The tensions in Russo-Ukrainian relations have shaped over hundreds of years. The major

issues that concern the two parties are the ideological differences, the historical

interconnectedness, Russified and undemocratic governmental institutions, limited freedom,

corruption, personal interests of the most influential individuals, and many more. The complexity

of the underlying causes of the conflict makes it difficult to address it. The precedent set by the

annexation of Crimea in 2014 gave rise to the ongoing hybrid war in the East of Ukraine and

concerns European states regarding future steps of Russia. Russian maintenance of post-Soviet

states and Putin’s quest for uniting the nation seem to legitimize their claims. At the same time,
32
Ukraine’s lack of a strong sense of national identity and growing pro-Russian movements further

complicate the resolution, which needs to address these issues in order to have functional

fundaments to work on. The perceptions of and relationships within the conflict reflect the

ideological division of Ukrainian society. It can be divided into pro-Western and pro-Russian

groups with both of them having legitimate claims thus requiring finding an agreeable

compromise.
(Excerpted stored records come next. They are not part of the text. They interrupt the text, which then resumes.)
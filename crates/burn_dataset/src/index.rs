//! Pairing camera frames with their ground-truth masks.

use crate::types::{BurnDatasetError, DatasetResult, SamplePair, IMAGE_SUBDIR, LABEL_SUBDIR};
use std::collections::HashMap;
use std::fs;
use std::path::{Path, PathBuf};

/// Map a ground-truth file name to the frame it annotates.
///
/// `um_road_000000.png` and `um_lane_000000.png` both key to `um_000000.png`.
pub fn label_key(file_name: &str) -> String {
    for token in ["_road_", "_lane_"] {
        if let Some(pos) = file_name.find(token) {
            let mut key = String::with_capacity(file_name.len());
            key.push_str(&file_name[..pos]);
            key.push('_');
            key.push_str(&file_name[pos + token.len()..]);
            return key;
        }
    }
    file_name.to_string()
}

fn list_png(dir: &Path) -> DatasetResult<Vec<PathBuf>> {
    if !dir.is_dir() {
        return Err(BurnDatasetError::MissingDir {
            path: dir.to_path_buf(),
        });
    }
    let entries = fs::read_dir(dir).map_err(|e| BurnDatasetError::Io {
        path: dir.to_path_buf(),
        source: e,
    })?;
    let mut out = Vec::new();
    for entry in entries {
        let Ok(entry) = entry else { continue };
        let path = entry.path();
        if path.is_file() && path.extension().and_then(|s| s.to_str()) == Some("png") {
            out.push(path);
        }
    }
    out.sort();
    Ok(out)
}

fn file_name(path: &Path) -> String {
    path.file_name()
        .and_then(|s| s.to_str())
        .unwrap_or_default()
        .to_string()
}

/// Road masks under `<split>/gt_image_2`, keyed by the frame file name.
pub(crate) fn road_labels(split_dir: &Path) -> DatasetResult<HashMap<String, PathBuf>> {
    let labels = list_png(&split_dir.join(LABEL_SUBDIR))?;
    Ok(labels
        .into_iter()
        .filter(|p| file_name(p).contains("_road_"))
        .map(|p| (label_key(&file_name(&p)), p))
        .collect())
}

/// Index a training split (`image_2` + `gt_image_2`) into sorted image/mask pairs.
///
/// Every frame must have a road mask; lane masks are ignored.
pub fn index_split(split_dir: &Path) -> DatasetResult<Vec<SamplePair>> {
    let images = list_png(&split_dir.join(IMAGE_SUBDIR))?;
    let labels = road_labels(split_dir)?;
    images
        .into_iter()
        .map(|image| {
            let key = file_name(&image);
            match labels.get(&key) {
                Some(label) => Ok(SamplePair {
                    image,
                    label: label.clone(),
                }),
                None => Err(BurnDatasetError::MissingLabel { image, key }),
            }
        })
        .collect()
}

/// Sorted frames of a held-out split (`<split>/image_2/*.png`).
pub fn index_test_images(split_dir: &Path) -> DatasetResult<Vec<PathBuf>> {
    list_png(&split_dir.join(IMAGE_SUBDIR))
}
//! Epoch loop with best-loss checkpointing.
//!
//! The loop only sees two seams: a [`BatchSource`] that yields a fresh pass of
//! batches per epoch, and a [`TrainSession`] that runs one optimizer step and
//! can persist itself. The network lives behind the session.

use std::path::{Path, PathBuf};

/// Starting value of the best-loss tracker for every run.
pub const BEST_LOSS_SENTINEL: f32 = 1e4;

#[derive(Debug, Clone, Copy, PartialEq)]
pub struct StepInputs {
    pub keep_prob: f64,
    pub learning_rate: f64,
}

pub trait BatchSource {
    type Batch;

    /// Start a new pass. Each call may reshuffle.
    fn batches(
        &self,
        batch_size: usize,
    ) -> anyhow::Result<Box<dyn Iterator<Item = anyhow::Result<Self::Batch>> + '_>>;
}

pub trait TrainSession {
    type Batch;

    /// Forward, backward, one optimizer step. Returns the batch loss.
    fn run_step(&mut self, batch: Self::Batch, inputs: StepInputs) -> anyhow::Result<f32>;

    fn save(&mut self, path: &Path, epoch: usize, loss: f32) -> anyhow::Result<()>;
}

#[derive(Debug, Clone, PartialEq)]
pub enum TrainerState {
    Idle,
    Running { epoch: usize },
    EpochComplete { epoch: usize, loss: f32 },
    Done,
}

#[derive(Debug, Clone)]
pub struct TrainerConfig {
    pub epochs: usize,
    pub batch_size: usize,
    pub keep_prob: f64,
    pub learning_rate: f64,
    /// Checkpoint target; `None` disables saving.
    pub save_path: Option<PathBuf>,
}

#[derive(Debug, Clone, PartialEq)]
pub struct EpochReport {
    pub epoch: usize,
    pub last_batch_loss: f32,
    pub batches: usize,
    pub saved: bool,
}

#[derive(Debug, Clone, PartialEq)]
pub struct TrainReport {
    pub epochs: Vec<EpochReport>,
    pub best_loss: f32,
    pub steps: usize,
}

impl TrainReport {
    pub fn saves(&self) -> usize {
        self.epochs.iter().filter(|e| e.saved).count()
    }
}

pub struct Trainer {
    cfg: TrainerConfig,
    state: TrainerState,
    best_loss: f32,
}

impl Trainer {
    pub fn new(cfg: TrainerConfig) -> Self {
        Self {
            cfg,
            state: TrainerState::Idle,
            best_loss: BEST_LOSS_SENTINEL,
        }
    }

    pub fn state(&self) -> &TrainerState {
        &self.state
    }

    pub fn best_loss(&self) -> f32 {
        self.best_loss
    }

    pub fn config(&self) -> &TrainerConfig {
        &self.cfg
    }

    /// Run `epochs` passes. After each pass the loss of its last batch is
    /// compared with the best so far; a strictly lower value triggers a save.
    pub fn train<D, S>(&mut self, source: &D, session: &mut S) -> anyhow::Result<TrainReport>
    where
        D: BatchSource,
        S: TrainSession<Batch = D::Batch>,
    {
        let inputs = StepInputs {
            keep_prob: self.cfg.keep_prob,
            learning_rate: self.cfg.learning_rate,
        };
        let mut report = TrainReport {
            epochs: Vec::with_capacity(self.cfg.epochs),
            best_loss: self.best_loss,
            steps: 0,
        };
        if self.cfg.epochs > 0 {
            tracing::info!("Training the model");
        }

        for epoch in 0..self.cfg.epochs {
            self.state = TrainerState::Running { epoch };
            let mut loss = BEST_LOSS_SENTINEL;
            let mut batches = 0;
            for batch in source.batches(self.cfg.batch_size)? {
                loss = session.run_step(batch?, inputs)?;
                batches += 1;
            }
            report.steps += batches;
            tracing::info!("Epoch {epoch} loss = {loss:.3}");

            let mut saved = false;
            if let Some(path) = &self.cfg.save_path {
                if loss < self.best_loss {
                    tracing::info!("Saving better model...");
                    session.save(path, epoch, loss)?;
                    self.best_loss = loss;
                    saved = true;
                }
            }
            report.epochs.push(EpochReport {
                epoch,
                last_batch_loss: loss,
                batches,
                saved,
            });
            self.state = TrainerState::EpochComplete { epoch, loss };
        }

        self.state = TrainerState::Done;
        report.best_loss = self.best_loss;
        Ok(report)
    }
}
While the conflict is localized at the moment, and frozen due to the COVID-19

pandemic, it is necessary to attempt to address it using means different than sanctions, which

proved to be inefficient as they forced the EU members to provide costly support to Ukraine and

did not significantly affect the GDP of Russia over the past four years. The possible

consequences of a military intervention make such an action improbable as it would lead to a

nuclear war. Moreover, taking into consideration Putin’s bargaining power and diplomatic

experience, one can assume that any democratic efforts that the West tries to apply in the East of

Ukraine or towards Russia will not be accepted by Putin. Therefore, the mediator between

Ukraine and Russia would have to use the idea of a cooperative security system in Europe as

leverage in the negotiations primarily with Putin, in order to bring peace to Ukraine and cease the

ongoing conflict. A could enhance the channels of communication between President Zelensky

and President Putin and level out the differences between them. While each of their interests

seem legitimate, there will be some degree of consensus required to reach in this conflict. The

Russo-Ukrainian relations should be continuously observed. The ideological, political, economic,

and diplomatic differences fuel the conflict. There are people dying at the Eastern border of

Ukraine. It is necessary to bring the conflict to peace; however, at the same time, demonstrating a

high level of respect towards both minorities and majorities inhabiting the mostly affected

regions. Moreover, the socio-economic consequences concerning broader region, and even the

entire country, have to still be closely analyzed.